Safely Decomposing Conditional Belief Bases Into c-LEG Networks

  1. Gabriele Kern-Isberner(Technische Universität Dortmund)
  2. Alexander Hahn(Technische Universität Dortmund)
  3. Lars-Phillip Spiegel(FernUniversität in Hagen)
  4. Marco Wilhelm(Federal Institute for Occupational Safety and Health)
  5. Christoph Beierle(FernUniversität in Hagen)

Keywords

  1. null-Nonmonotonic reasoning
  2. null-conditionals
  3. null-Splitting
  4. null-decomposition
  5. null-c-representations
  6. null-LEG networks

Abstract

Like Pearl’s System Z, c-representations provide a constructive approach to compute a ranking function from a conditional belief base from which further (conditional) beliefs can be derived, meeting major quality standards of nonmonotonic reasoning. This paper proposes a network-based structure for c-representations that allows for cutting down the complexity of reasoning significantly by decomposing the conditional belief base over a hypertree. We introduce c-LEG networks capturing the interactions among conditionals on a syntactical basis in full compatibility with the semantics of c-representations.
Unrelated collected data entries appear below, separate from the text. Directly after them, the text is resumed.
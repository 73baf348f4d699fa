//! Composite [0, 1] quality score for a delivered consensus.
//!
//! Three sub-scores are combined with fixed weights (by default freshness
//! 0.4, availability 0.3, consistency 0.3). Every function here is pure.

use std::time::Duration;
use serde::{Deserialize, Serialize};
use crate::config::QualityConfig;
use crate::types::instrument::InstrumentKind;
use crate::utils::helper::round3;

#[derive(Clone, Copy, Debug, PartialEq, Serialize, Deserialize)]
pub struct QualityReport {
    pub score: f64,
    pub freshness: f64,
    pub availability: f64,
    pub consistency: f64,
    /// Whether `score` reaches the configured minimum.
    pub acceptable: bool,
}

impl QualityReport {
    pub fn rounded(&self) -> QualityReport {
        QualityReport {
            score: round3(self.score),
            freshness: round3(self.freshness),
            availability: round3(self.availability),
            consistency: round3(self.consistency),
            acceptable: self.acceptable,
        }
    }
}

#[derive(Clone, Debug)]
pub struct QualityScorer {
    config: QualityConfig,
}

impl QualityScorer {
    pub fn new(config: QualityConfig) -> Self {
        QualityScorer { config }
    }

    /// 1.0 up to `fresh_within`, linear decay to 0.0 at `stale_after`.
    pub fn freshness(&self, age: Duration) -> f64 {
        let age = age.as_secs_f64();
        let fresh = self.config.fresh_within_secs as f64;
        let stale = self.config.stale_after_secs as f64;

        if age <= fresh {
            1.0
        } else if age >= stale {
            0.0
        } else {
            (1.0 - (age - fresh) / (stale - fresh)).clamp(0.0, 1.0)
        }
    }

    pub fn availability(&self, available: usize, total: usize) -> f64 {
        if total == 0 {
            return 0.0;
        }
        (available as f64 / total as f64).clamp(0.0, 1.0)
    }

    /// `1 - cv / tolerance`, clamped. Estimates of zero carry no scale and
    /// score zero. Funding rates compare the raw stdev against an absolute
    /// tolerance instead.
    pub fn consistency(&self, kind: InstrumentKind, stdev: f64, estimate: f64) -> f64 {
        if !estimate.is_finite() || !stdev.is_finite() {
            return 0.0;
        }
        if kind == InstrumentKind::FundingRate {
            return (1.0 - stdev.abs() / self.config.funding_rate_stdev_tolerance).clamp(0.0, 1.0);
        }
        if estimate == 0.0 {
            return 0.0;
        }
        let cv = stdev.abs() / estimate.abs();
        (1.0 - cv / self.config.cv_tolerance).clamp(0.0, 1.0)
    }

    pub fn overall(&self, freshness: f64, availability: f64, consistency: f64) -> f64 {
        let score = freshness * self.config.freshness_weight
            + availability * self.config.availability_weight
            + consistency * self.config.consistency_weight;
        score.clamp(0.0, 1.0)
    }

    pub fn score(
        &self,
        kind: InstrumentKind,
        age: Duration,
        available: usize,
        total: usize,
        stdev: f64,
        estimate: f64,
    ) -> QualityReport {
        let freshness = self.freshness(age);
        let availability = self.availability(available, total);
        let consistency = self.consistency(kind, stdev, estimate);
        let score = self.overall(freshness, availability, consistency);

        QualityReport {
            score,
            freshness,
            availability,
            consistency,
            acceptable: score >= self.config.min_score,
        }
    }
}

impl Default for QualityScorer {
    fn default() -> Self {
        QualityScorer::new(QualityConfig::default())
    }
}
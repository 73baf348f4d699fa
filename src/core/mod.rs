pub mod engine;
pub mod report;

pub use engine::FeedEngine;
pub use report::{ConsensusOutcome, ConsensusReport, SourceStatus};
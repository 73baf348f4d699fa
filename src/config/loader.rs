use std::collections::HashSet;
use std::time::Duration;
use crate::config::FeedConfig;
use crate::error::{Error, Result};
use crate::sources::SourceConfig;
use crate::types::instrument::Instrument;
use config::{Config, Environment, File};
use serde::Deserialize;

#[derive(Clone, Debug, Deserialize)]
pub struct AppConfig {
    #[serde(default)]
    pub feed: FeedConfig,
    #[serde(default)]
    pub poll: PollConfig,
    #[serde(default)]
    pub logging: LoggingConfig,
    pub sources: Vec<SourceConfig>,
    pub instruments: Vec<Instrument>,
}

#[derive(Clone, Debug, Deserialize)]
#[serde(default)]
pub struct PollConfig {
    pub interval_secs: u64,
}

impl PollConfig {
    pub fn interval(&self) -> Duration {
        Duration::from_secs(self.interval_secs)
    }
}

impl Default for PollConfig {
    fn default() -> Self {
        PollConfig { interval_secs: 30 }
    }
}

#[derive(Clone, Debug, Deserialize)]
#[serde(default)]
pub struct LoggingConfig {
    pub filter: String,
    pub json: bool,
}

impl Default for LoggingConfig {
    fn default() -> Self {
        LoggingConfig {
            filter: "info".to_string(),
            json: false,
        }
    }
}

impl AppConfig {
    pub fn load(env: &str) -> Result<Self> {
        let config = Config::builder()
            .add_source(File::with_name("config/default"))
            .add_source(File::with_name(&format!("config/{}", env)).required(false))
            .add_source(Environment::with_prefix("FEEDINFRA").separator("__"))
            .build()
            .map_err(|e| Error::ConfigError(e.to_string()))?;

        let app: AppConfig = config.try_deserialize()
            .map_err(|e| Error::ConfigError(e.to_string()))?;
        app.validate()?;
        Ok(app)
    }

    pub fn from_toml_str(raw: &str) -> Result<Self> {
        let app: AppConfig = toml::from_str(raw)
            .map_err(|e| Error::ConfigError(e.to_string()))?;
        app.validate()?;
        Ok(app)
    }

    pub fn validate(&self) -> Result<()> {
        self.feed.validate()?;

        if self.poll.interval_secs == 0 {
            return Err(Error::ConfigError("poll.interval_secs must be positive".into()));
        }

        let mut seen = HashSet::new();
        for source in &self.sources {
            if !seen.insert(source.id.clone()) {
                return Err(Error::DuplicateSource(source.id.clone()));
            }
        }

        let mut instruments = HashSet::new();
        for instrument in &self.instruments {
            if !instruments.insert(instrument.id.clone()) {
                return Err(Error::ConfigError(format!("duplicate instrument {}", instrument.id)));
            }
            for source in instrument.symbols.keys() {
                if !seen.contains(source) {
                    tracing::warn!(
                        "Instrument {} maps unknown source {}, it will be ignored",
                        instrument.id, source
                    );
                }
            }
        }

        Ok(())
    }
}

#[cfg(test)]
mod tests {
    use super::*;
    use crate::sources::ProviderKind;
    use crate::types::instrument::InstrumentKind;

    const SAMPLE: &str = r#"
        [poll]
        interval_secs = 15

        [feed.health]
        failure_threshold = 5

        [feed.anomaly.volatility]
        warning = 0.05
        critical = 0.15

        [[sources]]
        id = "binance"
        provider = "binance"

        [[sources]]
        id = "coingecko"
        provider = "coingecko"
        timeout_ms = 3000

        [[instruments]]
        id = "BTC"
        kind = "spot_price"
        symbols = { binance = "BTCUSDT", coingecko = "bitcoin" }
    "#;

    #[test]
    fn parses_sources_instruments_and_overrides() {
        let app = AppConfig::from_toml_str(SAMPLE).unwrap();
        assert_eq!(app.poll.interval_secs, 15);
        assert_eq!(app.feed.health.failure_threshold, 5);
        assert_eq!(app.feed.anomaly.volatility.warning, 0.05);
        // untouched sections keep their defaults
        assert_eq!(app.feed.consensus.iqr_multiplier, 1.5);
        assert_eq!(app.sources.len(), 2);
        assert_eq!(app.sources[1].provider, ProviderKind::CoinGecko);
        assert_eq!(app.sources[1].timeout_ms, Some(3000));
        assert_eq!(app.instruments[0].kind, InstrumentKind::SpotPrice);
        assert_eq!(app.instruments[0].symbol_for(&"coingecko".into()), Some("bitcoin"));
    }

    #[test]
    fn duplicate_source_ids_are_rejected() {
        let raw = r#"
            instruments = []

            [[sources]]
            id = "binance"
            provider = "binance"

            [[sources]]
            id = "binance"
            provider = "bybit"
        "#;
        assert!(matches!(AppConfig::from_toml_str(raw), Err(Error::DuplicateSource(_))));
    }

    #[test]
    fn checked_in_default_config_is_valid() {
        let raw = include_str!("../../config/default.toml");
        let app = AppConfig::from_toml_str(raw).unwrap();
        assert!(!app.sources.is_empty());
        assert!(!app.instruments.is_empty());
    }
}
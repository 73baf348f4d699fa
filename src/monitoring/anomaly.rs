//! Anomaly checks run after every round.
//!
//! Consensus checks compare the new estimate with the instrument's own
//! history and with the individual source values of the round. Source checks
//! look at the health of the whole registry.

use dashmap::DashMap;
use crate::config::AnomalyConfig;
use crate::aggregation::consensus::ConsensusResult;
use crate::monitoring::alerts::{Alert, AlertDetails, AlertSubject, Severity, SourceDeviation};
use crate::monitoring::window::RollingWindow;
use crate::sources::health::SourceState;
use crate::types::data_point::ValidatedPoint;
use crate::types::ids::InstrumentId;
use crate::types::instrument::{Instrument, InstrumentKind, Metric};
use crate::types::timestamp::Timestamp;
use crate::utils::helper::relative_change;

pub struct AnomalyDetector {
    config: AnomalyConfig,
    history: DashMap<InstrumentId, RollingWindow<f64>>,
}

impl AnomalyDetector {
    pub fn new(config: AnomalyConfig) -> Self {
        AnomalyDetector {
            config,
            history: DashMap::new(),
        }
    }

    /// Runs every consensus-level check and records the estimate in the
    /// instrument's history.
    pub fn check_consensus(
        &self,
        instrument: &Instrument,
        result: &ConsensusResult,
        points: &[ValidatedPoint],
    ) -> Vec<Alert> {
        let mut alerts = Vec::new();
        let at = result.computed_at;

        if let Some(previous) = self.record(&instrument.id, result.estimate, at) {
            alerts.extend(self.check_volatility(instrument, previous, result.estimate, at));
            if instrument.kind == InstrumentKind::Pool {
                alerts.extend(self.check_tvl_drop(&instrument.id, previous, result.estimate, at));
            }
        }
        alerts.extend(self.check_divergence(instrument, result.estimate, points, at));
        if instrument.kind == InstrumentKind::Pool {
            alerts.extend(self.check_pool_levels(&instrument.id, result, at));
        }
        alerts
    }

    /// Appends `estimate` and returns the previous in-window estimate.
    /// Out-of-order estimates are ignored.
    fn record(&self, instrument: &InstrumentId, estimate: f64, at: Timestamp) -> Option<f64> {
        let mut history = self.history
            .entry(instrument.clone())
            .or_insert_with(|| RollingWindow::new(self.config.history_window(), self.config.history_capacity));

        history.prune(at);
        let previous = match history.last() {
            Some((last_at, _)) if at <= last_at => {
                tracing::warn!("Out-of-order estimate for {} at {} (last {}), skipping history", instrument, at, last_at);
                return None;
            }
            Some((_, value)) => Some(*value),
            None => None,
        };
        history.push(at, estimate);
        previous
    }

    pub fn history_len(&self, instrument: &InstrumentId) -> usize {
        self.history.get(instrument).map(|h| h.len()).unwrap_or(0)
    }

    /// `change` is relative for prices and pools, absolute for funding rates.
    pub fn check_volatility(&self, instrument: &Instrument, previous: f64, current: f64, at: Timestamp) -> Option<Alert> {
        let change = distance(instrument.kind, previous, current)?;
        let severity = self.config.volatility_for(instrument.kind).classify(change)?;
        Some(Alert::new(
            AlertSubject::Instrument(instrument.id.clone()),
            severity,
            at,
            AlertDetails::Volatility { previous, current, change },
        ))
    }

    /// Fires when at least `min_fraction` of the valid points sit more than
    /// the kind's divergence distance away from the estimate. Rejected
    /// outliers count too.
    pub fn check_divergence(
        &self,
        instrument: &Instrument,
        estimate: f64,
        points: &[ValidatedPoint],
        at: Timestamp,
    ) -> Option<Alert> {
        let valid: Vec<_> = points.iter().filter(|p| p.is_valid()).map(|p| &p.point).collect();
        if valid.is_empty() {
            return None;
        }

        let limit = self.config.divergence_for(instrument.kind);
        let divergent: Vec<SourceDeviation> = valid.iter()
            .filter_map(|p| {
                let deviation = distance(instrument.kind, estimate, p.value)?;
                (deviation > limit).then(|| SourceDeviation {
                    source: p.source.clone(),
                    value: p.value,
                    deviation,
                })
            })
            .collect();

        let fraction = divergent.len() as f64 / valid.len() as f64;
        if divergent.is_empty() || fraction < self.config.divergence.min_fraction {
            return None;
        }
        Some(Alert::new(
            AlertSubject::Instrument(instrument.id.clone()),
            Severity::Warning,
            at,
            AlertDetails::Divergence { estimate, divergent, considered: valid.len() },
        ))
    }

    pub fn check_tvl_drop(&self, instrument: &InstrumentId, previous: f64, current: f64, at: Timestamp) -> Option<Alert> {
        if current >= previous {
            return None;
        }
        let drop = relative_change(previous, current)?;
        let severity = self.config.pool.tvl_drop.classify(drop)?;
        Some(Alert::new(
            AlertSubject::Instrument(instrument.clone()),
            severity,
            at,
            AlertDetails::TvlDrop { previous, current, drop },
        ))
    }

    /// Static pool health: APY range, minimum liquidity and turnover.
    pub fn check_pool_levels(&self, instrument: &InstrumentId, result: &ConsensusResult, at: Timestamp) -> Vec<Alert> {
        let pool = &self.config.pool;
        let subject = AlertSubject::Instrument(instrument.clone());
        let tvl = result.estimate;
        let mut alerts = Vec::new();

        if let Some(apy) = result.secondary.get(&Metric::Apy).map(|s| s.median) {
            if apy < pool.min_apy || apy > pool.max_apy {
                alerts.push(Alert::new(
                    subject.clone(),
                    Severity::Warning,
                    at,
                    AlertDetails::ApyOutOfRange { apy, min: pool.min_apy, max: pool.max_apy },
                ));
            }
        }

        if tvl < pool.min_tvl {
            alerts.push(Alert::new(
                subject.clone(),
                Severity::Warning,
                at,
                AlertDetails::LowLiquidity { tvl, min_tvl: pool.min_tvl },
            ));
        }

        if let Some(volume) = result.secondary.get(&Metric::Volume24h).map(|s| s.median) {
            if tvl > 0.0 {
                let ratio = volume / tvl;
                if ratio < pool.min_volume_tvl_ratio {
                    alerts.push(Alert::new(
                        subject,
                        Severity::Info,
                        at,
                        AlertDetails::LowVolumeRatio { ratio, min_ratio: pool.min_volume_tvl_ratio },
                    ));
                }
            }
        }
        alerts
    }

    /// Delay per source plus the registry-wide failure check.
    pub fn check_sources(&self, statuses: &[SourceState], now: Timestamp) -> Vec<Alert> {
        let mut alerts = self.check_delays(statuses, now);
        alerts.extend(self.check_system_failure(statuses, now));
        alerts
    }

    /// Sources that have never succeeded have no delay to measure.
    pub fn check_delays(&self, statuses: &[SourceState], now: Timestamp) -> Vec<Alert> {
        statuses.iter()
            .filter_map(|status| {
                let last_success = status.last_success?;
                let delay = last_success.age_at(now);
                let severity = self.config.delay.classify(delay)?;
                Some(Alert::new(
                    AlertSubject::Source(status.name.clone()),
                    severity,
                    now,
                    AlertDetails::Delay {
                        delay_secs: delay.as_secs(),
                        max_delay_secs: self.config.delay.warning_secs,
                    },
                ))
            })
            .collect()
    }

    pub fn check_system_failure(&self, statuses: &[SourceState], now: Timestamp) -> Option<Alert> {
        let total = statuses.len();
        if total == 0 {
            return None;
        }
        let unavailable = statuses.iter().filter(|s| !s.available).count();
        if (unavailable as f64 / total as f64) <= self.config.system_failure_fraction {
            return None;
        }
        Some(Alert::new(
            AlertSubject::Feed,
            Severity::Critical,
            now,
            AlertDetails::SystemFailure { unavailable, total },
        ))
    }
}

/// Relative change, except for funding rates where the plain difference is
/// used. `None` when a relative change has no reference to scale by.
fn distance(kind: InstrumentKind, reference: f64, value: f64) -> Option<f64> {
    match kind {
        InstrumentKind::FundingRate => Some((value - reference).abs()),
        _ => relative_change(reference, value),
    }
}

impl Default for AnomalyDetector {
    fn default() -> Self {
        AnomalyDetector::new(AnomalyConfig::default())
    }
}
This allows for reasoning in much smaller local contexts while still complying with the global information provided by the full conditional belief base. Moreover, we generalize the so-called safety property, which was recently presented in the context of conditional syntax splitting, to ensure that local c-representations of subbases over the hyperedges can be merged to yield global c-representations of the full conditional belief base. This allows for computing global c-representations step by step in local contexts, following the structure of the hypertree.